▶ **The task**
Across the entries below, work out how many lines contain "DateTime". Respond with the number and no other text.

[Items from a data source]
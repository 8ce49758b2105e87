//! Stored timestamps are `INTEGER` epoch milliseconds, UTC.

use chrono::{DateTime, Utc};

pub fn now_ms() -> i64 {
    Utc::now().timestamp_millis()
}

/// Out-of-range values saturate at the representable bounds.
pub fn ms_to_datetime(ms: i64) -> DateTime<Utc> {
    DateTime::from_timestamp_millis(ms).unwrap_or(if ms < 0 {
        DateTime::<Utc>::MIN_UTC
    } else {
        DateTime::<Utc>::MAX_UTC
    })
}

▶ **Output of the task**
5